The similarities between the two groups are obvious and not exactly subtle – both Rick and The Governor take questionable actions in the name of protecting the group. Both are willing to sacrifice outsiders to protect their friends and families who may not see what’s being done in their name until it’s too late. It’s difficult to forgive some of the characters for not opening their eyes, or taking action which would have avoided the inevitable and bloody outcomes, I found myself shouting at the screen more than once when they just stood by and did nothing as their leaders crossed more and more lines.
The pacing of the season was also frustrating at time. While I found The Governor and the situation in Woodbury interesting, I grew bored when we spent too much time there, particularly the episodes exclusively set in Woodbury. I was frustrated that we were delayed at seeing how events were effecting those back in the prison. Similarly there were episodes where we didn’t see a single shot of Woodbury, or even some of the characters in the prison which was equally frustrating. I would have preferred the content was more evenly distributed, which would also have helped to give the new characters momentum, it’s easy to forget about people if you don’t see them for a couple of weeks.
The Walking Dead this season was something that I pounced on as soon as it was available, it really was one of my go to programs. I hated even the few days delay between the US and the UK because I knew I would be unable to resist or avoid spoilers and hence some of the biggest punches of the story were softened.
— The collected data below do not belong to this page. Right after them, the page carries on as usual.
use serde::Deserialize;
use std::sync::Arc;
use tracing::{info, warn};
use trek_core::payment::PaymentGateway;
use trek_core::repository::{BookingRepository, TripRepository, UserRepository};
use trek_core::{Booking, StoreError, User};

#[derive(Debug, thiserror::Error)]
pub enum BookingError {
    #[error("Trip is required to make a booking")]
    MissingTrip,
    #[error("Authenticated user {0} no longer exists")]
    UnknownUser(String),
    #[error("user_id {requested} does not belong to the authenticated user")]
    IdentityMismatch { requested: i64 },
    #[error("Trip {0} not found")]
    TripNotFound(i64),
    #[error("Failed to create payment")]
    PaymentFailed,
    #[error("Persistence failure: {0}")]
    Persistence(#[from] StoreError),
}

#[derive(Debug, Clone, Default, Deserialize)]
pub struct BookingRequest {
    #[serde(default)]
    pub trip_id: Option<i64>,
    /// Optional; when present it must match the token's user.
    #[serde(default)]
    pub user_id: Option<i64>,
}

#[derive(Debug, Clone)]
pub struct BookingConfirmation {
    pub booking: Booking,
    pub payment_response: serde_json::Value,
}

/// Turns an authenticated booking request into a committed ledger row.
///
/// Callers have already verified the bearer token; `username` is the identity it
/// carried. Nothing is written unless the gateway accepted the checkout.
pub struct BookingOrchestrator {
    users: Arc<dyn UserRepository>,
    trips: Arc<dyn TripRepository>,
    bookings: Arc<dyn BookingRepository>,
    gateway: Arc<dyn PaymentGateway>,
}

impl BookingOrchestrator {
    pub fn new(
        users: Arc<dyn UserRepository>,
        trips: Arc<dyn TripRepository>,
        bookings: Arc<dyn BookingRepository>,
        gateway: Arc<dyn PaymentGateway>,
    ) -> Self {
        Self { users, trips, bookings, gateway }
    }

    pub async fn book(
        &self,
        username: &str,
        request: &BookingRequest,
    ) -> Result<BookingConfirmation, BookingError> {
        // Trip ids start at 1; a zero id is as good as none
        let trip_id = request
            .trip_id
            .filter(|id| *id != 0)
            .ok_or(BookingError::MissingTrip)?;

        let user = self.resolve_user(username).await?;
        if let Some(requested) = request.user_id {
            if requested != user.id {
                warn!("User {} tried to book on behalf of user_id {}", username, requested);
                return Err(BookingError::IdentityMismatch { requested });
            }
        }

        let trip = self
            .trips
            .get_trip(trip_id)
            .await?
            .ok_or(BookingError::TripNotFound(trip_id))?;

        let payment = self
            .gateway
            .initiate(trip.price, user.id, trip.id)
            .await
            .ok_or(BookingError::PaymentFailed)?;

        let booking = self
            .bookings
            .create_booking(user.id, trip.id, &payment.merchant_reference)
            .await?;

        info!(
            "Booking {} committed: user {} trip {} ref {}",
            booking.id, user.id, trip.id, payment.merchant_reference
        );

        Ok(BookingConfirmation {
            booking,
            payment_response: payment.data,
        })
    }

    pub async fn list_for(&self, username: &str) -> Result<Vec<Booking>, BookingError> {
        let user = self.resolve_user(username).await?;
        Ok(self.bookings.list_bookings(user.id).await?)
    }

    async fn resolve_user(&self, username: &str) -> Result<User, BookingError> {
        self.users
            .find_by_username(username)
            .await?
            .ok_or_else(|| BookingError::UnknownUser(username.to_string()))
    }
}

#[cfg(test)]
mod tests {
    use super::*;
    use crate::gateway::MockPaymentGateway;
    use rust_decimal_macros::dec;
    use trek_core::NewTrip;
    use trek_store::{DbClient, StoreBookingRepository, StoreTripRepository, StoreUserRepository};

    struct Fixture {
        orchestrator: BookingOrchestrator,
        bookings: Arc<StoreBookingRepository>,
        gateway: Arc<MockPaymentGateway>,
        user_id: i64,
    }

    async fn fixture(gateway: MockPaymentGateway) -> Fixture {
        let db = DbClient::in_memory().await.unwrap();
        db.migrate().await.unwrap();

        let users = Arc::new(StoreUserRepository::new(db.pool.clone()));
        let user_id = users.create_user("alice", "hash").await.unwrap();

        let trips = Arc::new(StoreTripRepository::new(db.pool.clone()));
        trips
            .seed_trips(&[NewTrip { name: "trip 1".into(), description: None, price: dec!(599.99) }])
            .await
            .unwrap();

        let bookings = Arc::new(StoreBookingRepository::new(db.pool.clone()));
        let gateway = Arc::new(gateway);

        Fixture {
            orchestrator: BookingOrchestrator::new(users, trips, bookings.clone(), gateway.clone()),
            bookings,
            gateway,
            user_id,
        }
    }

    fn request(trip_id: Option<i64>, user_id: Option<i64>) -> BookingRequest {
        BookingRequest { trip_id, user_id }
    }

    #[tokio::test]
    async fn test_successful_booking_commits_row() {
        let f = fixture(MockPaymentGateway::succeeding()).await;

        let confirmation = f.orchestrator.book("alice", &request(Some(1), Some(f.user_id))).await.unwrap();
        assert_eq!(confirmation.booking.user_id, f.user_id);
        assert_eq!(confirmation.booking.trip_id, 1);
        assert_eq!(confirmation.payment_response["amount"], "599.99");

        let stored = f.bookings.list_bookings(f.user_id).await.unwrap();
        assert_eq!(stored, vec![confirmation.booking]);
    }

    #[tokio::test]
    async fn test_body_user_id_is_optional() {
        let f = fixture(MockPaymentGateway::succeeding()).await;
        let confirmation = f.orchestrator.book("alice", &request(Some(1), None)).await.unwrap();
        assert_eq!(confirmation.booking.user_id, f.user_id);
    }

    #[tokio::test]
    async fn test_missing_trip_is_rejected_before_payment() {
        let f = fixture(MockPaymentGateway::succeeding()).await;

        let err = f.orchestrator.book("alice", &request(None, None)).await.unwrap_err();
        assert!(matches!(err, BookingError::MissingTrip));
        assert_eq!(f.gateway.calls(), 0);
    }

    #[tokio::test]
    async fn test_zero_trip_id_counts_as_missing() {
        let f = fixture(MockPaymentGateway::succeeding()).await;

        let err = f.orchestrator.book("alice", &request(Some(0), None)).await.unwrap_err();
        assert!(matches!(err, BookingError::MissingTrip));
        assert_eq!(f.gateway.calls(), 0);
    }

    #[tokio::test]
    async fn test_unknown_trip_writes_nothing() {
        let f = fixture(MockPaymentGateway::succeeding()).await;

        let err = f.orchestrator.book("alice", &request(Some(99), None)).await.unwrap_err();
        assert!(matches!(err, BookingError::TripNotFound(99)));
        assert_eq!(f.gateway.calls(), 0);
        assert!(f.bookings.list_bookings(f.user_id).await.unwrap().is_empty());
    }

    #[tokio::test]
    async fn test_failed_payment_never_writes_even_on_retry() {
        let f = fixture(MockPaymentGateway::failing()).await;

        for _ in 0..3 {
            let err = f.orchestrator.book("alice", &request(Some(1), None)).await.unwrap_err();
            assert!(matches!(err, BookingError::PaymentFailed));
        }

        assert_eq!(f.gateway.calls(), 3);
        assert!(f.bookings.list_bookings(f.user_id).await.unwrap().is_empty());
    }

    #[tokio::test]
    async fn test_mismatched_user_id_is_refused() {
        let f = fixture(MockPaymentGateway::succeeding()).await;

        let err = f.orchestrator.book("alice", &request(Some(1), Some(f.user_id + 1))).await.unwrap_err();
        assert!(matches!(err, BookingError::IdentityMismatch { .. }));
        assert_eq!(f.gateway.calls(), 0);
    }

    #[tokio::test]
    async fn test_unknown_user_is_refused() {
        let f = fixture(MockPaymentGateway::succeeding()).await;

        let err = f.orchestrator.book("ghost", &request(Some(1), None)).await.unwrap_err();
        assert!(matches!(err, BookingError::UnknownUser(_)));
    }

    #[tokio::test]
    async fn test_list_for_returns_own_bookings() {
        let f = fixture(MockPaymentGateway::succeeding()).await;
        f.orchestrator.book("alice", &request(Some(1), None)).await.unwrap();
        f.orchestrator.book("alice", &request(Some(1), None)).await.unwrap();

        assert_eq!(f.orchestrator.list_for("alice").await.unwrap().len(), 2);
    }
}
Even then I was still on the edge of my seat every episode, and not just for the action sequences, more often than not it was the quiet conversations between characters that were the really intense moments. The absolutely stunning way the series is shot also adds to the intensity, the beautifully lit and framed shots give a quietness and grace to everything, counterpointed by brutal and phenomenally messy action sequences. I’m hard pressed to think of a series at the moment that I get more excited by or am more eagerly awaiting its return.